They came within sight of the ridge twenty uneventful minutes later. A dozen more elves, one a wizard, had fallen into their ranks as they went, relieved to see some semblance of organization amid the chaos.

Deny Ridge was aptly named, Danica noted, staring at it from the tree line across a small, grassy break. From this side, the ground sloped upward at a steep pitch for a hundred feet, climbed straight up a rock face for thirty more, then sloped another hundred feet or so through thick grasses to the ridge top. According to Shayleigh, the other side, where the goblinoids battled the remaining sentient trees, was even more defensible, being a rocky and almost sheer drop from top to bottom.

The band could hear the fighting, and could tell from the sounds that the trees were having a hard time of it. Goblinoids lined the top of the ridge, using burning torches as their main weapons. Several archers were among their ranks, eagerly tying rags to their arrows, lighting them on the torches, and shooting them down into the attacking trees.

"We must get up there, and quickly," Shayleigh said, pointing to the left, to still another band of monsters making their way to join their comrades atop the ridge. "If our enemies are allowed to hold this ground, more will come beside them and they will have an unbeatable base from which to conduct their conquest."

"Two, three hundred of the things up there now," Ivan replied. "Ye might find getting to the top a bit of work. But still . . ." the dwarf mused, and he wandered off toward his brother.

"Have you any ideas?" Shayleigh asked Danica and another elf by her side. Danica looked to the dwarven brothers, now engaged in a private conversation, pointing this way and that. Ivan was doing most of the talking, with Pikel nodding eagerly, or shaking his head vehemently and piping in an "Oo," or an "Uh-uh," every now and then.

"They will find a way if there is one," Danica explained to the confused elves.

Ivan stomped over a few seconds later and announced that he and Pikel had done just that. "Get us down to the right," he said. "And we're going to be needing plenty of ropes." Ivan wet one finger and held it up. Pikel pointed behind them and Ivan nodded his confirmation that the wind was favorable.

Shayleigh and Danica understood none of it but had nothing better to go on.
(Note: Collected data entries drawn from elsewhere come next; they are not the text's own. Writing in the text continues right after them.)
use std::path::Path;

use deckyard_core::config::{AppConfig, ConfigOverrides};
use deckyard_core::document::SofficeConverter;
use deckyard_core::store::FsTemplateStore;
use deckyard_db::connect;
use serde::Serialize;

use crate::commands::{load_config, runtime, CommandResult};

#[derive(Clone, Copy, Debug, PartialEq, Eq, Serialize)]
#[serde(rename_all = "snake_case")]
enum CheckStatus {
    Pass,
    Fail,
    Skipped,
}

#[derive(Debug, Serialize)]
struct DoctorCheck {
    name: &'static str,
    status: CheckStatus,
    details: String,
}

impl DoctorCheck {
    fn pass(name: &'static str, details: impl Into<String>) -> Self {
        Self { name, status: CheckStatus::Pass, details: details.into() }
    }

    fn fail(name: &'static str, details: impl Into<String>) -> Self {
        Self { name, status: CheckStatus::Fail, details: details.into() }
    }

    fn skipped(name: &'static str) -> Self {
        Self { name, status: CheckStatus::Skipped, details: "skipped because configuration did not load".to_string() }
    }
}

#[derive(Debug, Serialize)]
struct DoctorReport {
    overall_status: CheckStatus,
    summary: String,
    checks: Vec<DoctorCheck>,
}

/// Exit code 0 when every check passes, 1 otherwise.
pub fn run(config_path: Option<&Path>, json_output: bool) -> CommandResult {
    let report = build_report(config_path);
    let exit_code = u8::from(report.overall_status != CheckStatus::Pass);

    let output = if json_output {
        serde_json::to_string_pretty(&report).unwrap_or_else(|error| {
            format!(
                "{{\"overall_status\":\"fail\",\"summary\":\"doctor serialization failed\",\"error\":\"{}\"}}",
                escape_json(&error.to_string())
            )
        })
    } else {
        render_human(&report)
    };
    CommandResult { exit_code, output }
}

fn build_report(config_path: Option<&Path>) -> DoctorReport {
    let mut checks = Vec::new();

    match load_config("doctor", config_path, ConfigOverrides::default()) {
        Ok(config) => {
            checks.push(DoctorCheck::pass("config_validation", "configuration loaded and validated"));
            checks.push(check_converter(&config));
            checks.push(check_storage_root(&config));
            checks.extend(check_async(&config));
        }
        Err(result) => {
            checks.push(DoctorCheck::fail("config_validation", result.output));
            for name in ["converter_available", "storage_root", "catalog_readable", "database_connectivity"] {
                checks.push(DoctorCheck::skipped(name));
            }
        }
    }

    let all_pass = checks.iter().all(|check| check.status == CheckStatus::Pass);
    let overall_status = if all_pass { CheckStatus::Pass } else { CheckStatus::Fail };
    let summary = if all_pass {
        "doctor: all readiness checks passed".to_string()
    } else {
        "doctor: one or more readiness checks failed".to_string()
    };

    DoctorReport { overall_status, summary, checks }
}

fn check_converter(config: &AppConfig) -> DoctorCheck {
    match SofficeConverter::discover(config.conversion.binary.as_deref()) {
        Ok(converter) => DoctorCheck::pass("converter_available", format!("using `{}`", converter.binary().display())),
        Err(error) => DoctorCheck::fail("converter_available", error.to_string()),
    }
}

fn check_storage_root(config: &AppConfig) -> DoctorCheck {
    let root = &config.storage.root;
    if root.is_dir() {
        DoctorCheck::pass("storage_root", format!("`{}` exists", root.display()))
    } else {
        DoctorCheck::fail("storage_root", format!("`{}` is not a directory", root.display()))
    }
}

fn check_async(config: &AppConfig) -> Vec<DoctorCheck> {
    let runtime = match runtime("doctor") {
        Ok(runtime) => runtime,
        Err(_) => {
            return vec![
                DoctorCheck::fail("catalog_readable", "failed to initialize async runtime"),
                DoctorCheck::fail("database_connectivity", "failed to initialize async runtime"),
            ];
        }
    };

    runtime.block_on(async {
        let store = FsTemplateStore::new(&config.storage.root, &config.storage.catalog_file);
        let catalog = match store.load_catalog().await {
            Ok(catalog) => DoctorCheck::pass(
                "catalog_readable",
                format!("{} location(s), {} package(s)", catalog.locations.len(), catalog.packages.len()),
            ),
            Err(error) => DoctorCheck::fail("catalog_readable", error.to_string()),
        };

        let database = match connect(&config.database).await {
            Ok(pool) => {
                pool.close().await;
                DoctorCheck::pass("database_connectivity", format!("connected using `{}`", config.database.url))
            }
            Err(error) => DoctorCheck::fail("database_connectivity", format!("failed to connect to database: {error}")),
        };

        vec![catalog, database]
    })
}

fn render_human(report: &DoctorReport) -> String {
    let mut lines = vec![report.summary.clone()];

    for check in &report.checks {
        let marker = match check.status {
            CheckStatus::Pass => "ok",
            CheckStatus::Fail => "fail",
            CheckStatus::Skipped => "skip",
        };
        lines.push(format!("- [{marker}] {}: {}", check.name, check.details));
    }

    lines.join("\n")
}

fn escape_json(value: &str) -> String {
    value.replace('\\', "\\\\").replace('"', "\\\"")
}
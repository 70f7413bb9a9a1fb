use std::fmt;

use rust_decimal::Decimal;
use serde::{Deserialize, Serialize};

#[derive(Clone, Debug, PartialEq, Eq, Hash, PartialOrd, Ord, Serialize, Deserialize)]
pub struct LocationKey(pub String);

impl LocationKey {
    pub fn new(value: impl Into<String>) -> Self {
        Self(value.into())
    }

    pub fn as_str(&self) -> &str {
        &self.0
    }
}

impl fmt::Display for LocationKey {
    fn fmt(&self, f: &mut fmt::Formatter<'_>) -> fmt::Result {
        f.write_str(&self.0)
    }
}

/// How a network's mockups and templates are addressed in storage.
#[derive(Clone, Debug, Default, PartialEq, Eq, Serialize, Deserialize)]
#[serde(tag = "kind", rename_all = "snake_case")]
pub enum StorageAddressing {
    /// Content lives under the network's own key.
    #[default]
    Standalone,
    /// Content lives under one or more constituent asset keys.
    Traditional {
        #[serde(default)]
        asset_keys: Vec<String>,
    },
}

#[derive(Clone, Debug, PartialEq, Serialize, Deserialize)]
pub struct LocationMetadata {
    pub key: LocationKey,
    pub display_name: String,
    #[serde(default)]
    pub series: Option<String>,
    #[serde(default)]
    pub height: Option<String>,
    #[serde(default)]
    pub width: Option<String>,
    #[serde(default = "default_faces")]
    pub number_of_faces: u32,
    #[serde(default)]
    pub sov_percent: Decimal,
    #[serde(default)]
    pub spot_duration_secs: u32,
    #[serde(default)]
    pub loop_duration_secs: u32,
    #[serde(default)]
    pub upload_fee: Option<Decimal>,
    #[serde(default)]
    pub template: Option<String>,
    pub company: String,
    #[serde(default)]
    pub storage: StorageAddressing,
}

fn default_faces() -> u32 {
    1
}

impl LocationMetadata {
    /// Storage key of the location's presentation template.
    pub fn template_key(&self) -> &str {
        self.template.as_deref().unwrap_or(self.key.as_str())
    }

    pub fn dimensions(&self) -> Option<String> {
        match (&self.width, &self.height) {
            (Some(width), Some(height)) => Some(format!("{width} x {height}")),
            _ => None,
        }
    }

    pub fn normalized(mut self) -> Self {
        self.sov_percent = normalize_sov(self.sov_percent);
        self
    }
}

/// Share-of-voice values below one are stored as fractions; display uses 0-100.
pub fn normalize_sov(value: Decimal) -> Decimal {
    if value < Decimal::ONE {
        (value * Decimal::ONE_HUNDRED).normalize()
    } else {
        value
    }
}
On the maiden's command, the entire elven band moved silently through the trees down to the right as Ivan had instructed. They managed to produce five lengths of fine cord, which Ivan declared long enough for the task.

"Set some of yer friends about, looking back to the woods," Ivan instructed. "If we get caught here by some more goblins making their way in afore we make the top, then the game's up. But put yerself and yer archer friends, and that wizard elf, too, in line for shooting to the ridge top. Me and me brother'll make it to the rocks easy enough. After we get up on them, we'll be needing yer help."

"What are we to do?" Shayleigh asked, somewhat hesitantly, for others of the elven band had expressed some concerns about being led by dwarves.

"Ye'll know," Ivan said slyly. He looked to Pikel. "Ye ready?"

Pikel hoisted the coiled lengths of cord over his shoulders, stuck a small hammer between his teeth, and responded with an enthusiastic, "Hroo hoi!"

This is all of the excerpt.